SUPPLIED DATA
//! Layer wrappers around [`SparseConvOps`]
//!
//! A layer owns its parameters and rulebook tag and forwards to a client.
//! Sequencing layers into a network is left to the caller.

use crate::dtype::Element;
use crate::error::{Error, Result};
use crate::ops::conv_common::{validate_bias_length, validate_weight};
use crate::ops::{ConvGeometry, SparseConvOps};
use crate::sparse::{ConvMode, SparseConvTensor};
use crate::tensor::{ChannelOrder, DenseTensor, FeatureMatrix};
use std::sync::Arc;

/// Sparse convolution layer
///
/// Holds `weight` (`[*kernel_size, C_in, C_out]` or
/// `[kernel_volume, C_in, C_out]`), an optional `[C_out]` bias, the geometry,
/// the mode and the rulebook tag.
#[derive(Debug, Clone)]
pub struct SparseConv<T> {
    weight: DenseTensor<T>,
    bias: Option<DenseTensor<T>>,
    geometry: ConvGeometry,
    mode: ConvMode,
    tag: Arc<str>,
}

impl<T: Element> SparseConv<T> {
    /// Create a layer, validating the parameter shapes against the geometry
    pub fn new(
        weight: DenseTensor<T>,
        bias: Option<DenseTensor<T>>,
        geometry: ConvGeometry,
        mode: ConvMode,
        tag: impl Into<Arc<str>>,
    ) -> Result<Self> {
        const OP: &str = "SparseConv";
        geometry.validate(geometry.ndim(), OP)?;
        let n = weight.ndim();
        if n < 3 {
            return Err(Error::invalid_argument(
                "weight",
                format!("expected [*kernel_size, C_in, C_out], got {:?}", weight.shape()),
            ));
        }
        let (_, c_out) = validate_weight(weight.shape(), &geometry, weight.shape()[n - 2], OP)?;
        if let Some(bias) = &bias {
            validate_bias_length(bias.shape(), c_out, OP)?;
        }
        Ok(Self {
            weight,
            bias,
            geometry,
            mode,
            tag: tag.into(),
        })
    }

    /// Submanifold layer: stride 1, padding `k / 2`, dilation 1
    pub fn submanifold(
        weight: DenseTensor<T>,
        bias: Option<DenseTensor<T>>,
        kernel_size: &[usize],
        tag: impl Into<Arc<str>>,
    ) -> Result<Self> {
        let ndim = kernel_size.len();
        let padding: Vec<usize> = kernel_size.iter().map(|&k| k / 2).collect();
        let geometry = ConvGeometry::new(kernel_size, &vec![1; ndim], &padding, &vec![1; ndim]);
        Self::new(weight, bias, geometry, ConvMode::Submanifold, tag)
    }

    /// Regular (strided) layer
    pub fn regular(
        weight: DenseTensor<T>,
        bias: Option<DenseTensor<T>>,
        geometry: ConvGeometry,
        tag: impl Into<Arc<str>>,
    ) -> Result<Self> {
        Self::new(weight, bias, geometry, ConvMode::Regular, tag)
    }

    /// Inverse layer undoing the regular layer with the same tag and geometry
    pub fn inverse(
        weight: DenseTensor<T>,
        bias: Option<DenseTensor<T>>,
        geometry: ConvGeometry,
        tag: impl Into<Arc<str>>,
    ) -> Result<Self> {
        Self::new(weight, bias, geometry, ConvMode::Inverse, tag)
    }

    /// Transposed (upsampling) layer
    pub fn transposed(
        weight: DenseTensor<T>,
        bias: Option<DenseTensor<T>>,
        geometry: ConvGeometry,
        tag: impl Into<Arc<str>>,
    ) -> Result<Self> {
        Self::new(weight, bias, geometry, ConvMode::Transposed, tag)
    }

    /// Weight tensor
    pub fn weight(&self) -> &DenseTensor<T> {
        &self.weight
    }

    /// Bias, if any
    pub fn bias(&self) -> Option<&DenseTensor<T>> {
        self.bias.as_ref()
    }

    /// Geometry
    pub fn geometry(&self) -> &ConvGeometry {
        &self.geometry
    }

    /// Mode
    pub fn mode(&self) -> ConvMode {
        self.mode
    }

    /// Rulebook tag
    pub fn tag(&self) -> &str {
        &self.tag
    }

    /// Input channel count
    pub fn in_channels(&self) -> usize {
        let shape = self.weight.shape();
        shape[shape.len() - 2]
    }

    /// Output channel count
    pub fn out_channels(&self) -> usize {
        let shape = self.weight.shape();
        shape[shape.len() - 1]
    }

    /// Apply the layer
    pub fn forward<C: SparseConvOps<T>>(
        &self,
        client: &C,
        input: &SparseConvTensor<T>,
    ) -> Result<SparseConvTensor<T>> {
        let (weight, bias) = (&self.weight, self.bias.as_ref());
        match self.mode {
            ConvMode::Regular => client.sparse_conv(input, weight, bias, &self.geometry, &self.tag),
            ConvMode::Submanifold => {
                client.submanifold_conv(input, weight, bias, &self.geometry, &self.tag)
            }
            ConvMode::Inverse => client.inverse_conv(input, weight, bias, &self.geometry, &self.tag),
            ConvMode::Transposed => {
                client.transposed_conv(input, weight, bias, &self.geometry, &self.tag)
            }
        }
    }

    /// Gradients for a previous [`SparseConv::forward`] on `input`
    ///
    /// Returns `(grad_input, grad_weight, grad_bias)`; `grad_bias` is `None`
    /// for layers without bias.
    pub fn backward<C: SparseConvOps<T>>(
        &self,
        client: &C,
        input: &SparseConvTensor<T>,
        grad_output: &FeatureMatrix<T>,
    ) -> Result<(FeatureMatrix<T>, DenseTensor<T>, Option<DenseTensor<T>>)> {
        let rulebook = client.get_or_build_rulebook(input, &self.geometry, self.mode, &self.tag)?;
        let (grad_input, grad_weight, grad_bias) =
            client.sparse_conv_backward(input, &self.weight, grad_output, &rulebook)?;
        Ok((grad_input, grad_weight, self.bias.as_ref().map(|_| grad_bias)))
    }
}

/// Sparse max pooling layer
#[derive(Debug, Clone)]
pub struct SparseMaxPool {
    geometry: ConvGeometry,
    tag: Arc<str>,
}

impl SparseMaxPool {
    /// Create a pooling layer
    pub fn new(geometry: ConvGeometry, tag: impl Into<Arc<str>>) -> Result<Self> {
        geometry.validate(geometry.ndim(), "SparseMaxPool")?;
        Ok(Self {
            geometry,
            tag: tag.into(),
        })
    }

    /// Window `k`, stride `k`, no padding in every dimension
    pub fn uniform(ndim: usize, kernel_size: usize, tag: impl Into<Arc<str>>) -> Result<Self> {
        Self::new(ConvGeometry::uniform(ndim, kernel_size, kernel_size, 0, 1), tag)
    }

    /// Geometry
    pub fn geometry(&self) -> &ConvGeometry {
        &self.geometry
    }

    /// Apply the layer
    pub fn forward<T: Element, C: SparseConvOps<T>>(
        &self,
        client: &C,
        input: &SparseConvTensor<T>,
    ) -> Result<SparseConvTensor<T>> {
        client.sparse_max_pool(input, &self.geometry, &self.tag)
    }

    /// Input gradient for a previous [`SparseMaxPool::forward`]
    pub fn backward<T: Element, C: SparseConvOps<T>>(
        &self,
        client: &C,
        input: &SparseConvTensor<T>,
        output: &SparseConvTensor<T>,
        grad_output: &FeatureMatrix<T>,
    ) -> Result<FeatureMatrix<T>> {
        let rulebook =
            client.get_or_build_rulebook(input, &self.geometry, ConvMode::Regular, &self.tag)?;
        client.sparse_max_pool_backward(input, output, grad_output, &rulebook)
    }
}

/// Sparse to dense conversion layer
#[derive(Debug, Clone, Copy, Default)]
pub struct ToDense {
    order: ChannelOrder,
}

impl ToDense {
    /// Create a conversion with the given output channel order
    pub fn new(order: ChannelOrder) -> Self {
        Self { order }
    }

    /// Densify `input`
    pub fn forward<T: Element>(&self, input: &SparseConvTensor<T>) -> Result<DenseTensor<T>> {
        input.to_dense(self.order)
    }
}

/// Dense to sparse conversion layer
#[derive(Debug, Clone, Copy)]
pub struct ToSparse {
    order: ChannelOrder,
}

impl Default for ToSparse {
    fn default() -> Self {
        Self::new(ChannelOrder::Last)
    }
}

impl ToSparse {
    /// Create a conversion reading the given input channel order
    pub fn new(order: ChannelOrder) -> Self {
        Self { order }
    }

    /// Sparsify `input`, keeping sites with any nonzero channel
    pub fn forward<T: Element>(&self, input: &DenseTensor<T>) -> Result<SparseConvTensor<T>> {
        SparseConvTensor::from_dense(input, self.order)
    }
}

ABOUT THIS EXERCISE
Take the entries above and copy them exactly from the first line through the line with "the rulebook tag."; leave out every line after it.

RESULT OF THIS EXERCISE
//! Layer wrappers around [`SparseConvOps`]
//!
//! A layer owns its parameters and rulebook tag and forwards to a client.
//! Sequencing layers into a network is left to the caller.

use crate::dtype::Element;
use crate::error::{Error, Result};
use crate::ops::conv_common::{validate_bias_length, validate_weight};
use crate::ops::{ConvGeometry, SparseConvOps};
use crate::sparse::{ConvMode, SparseConvTensor};
use crate::tensor::{ChannelOrder, DenseTensor, FeatureMatrix};
use std::sync::Arc;

/// Sparse convolution layer
///
/// Holds `weight` (`[*kernel_size, C_in, C_out]` or
/// `[kernel_volume, C_in, C_out]`), an optional `[C_out]` bias, the geometry,
/// the mode and the rulebook tag.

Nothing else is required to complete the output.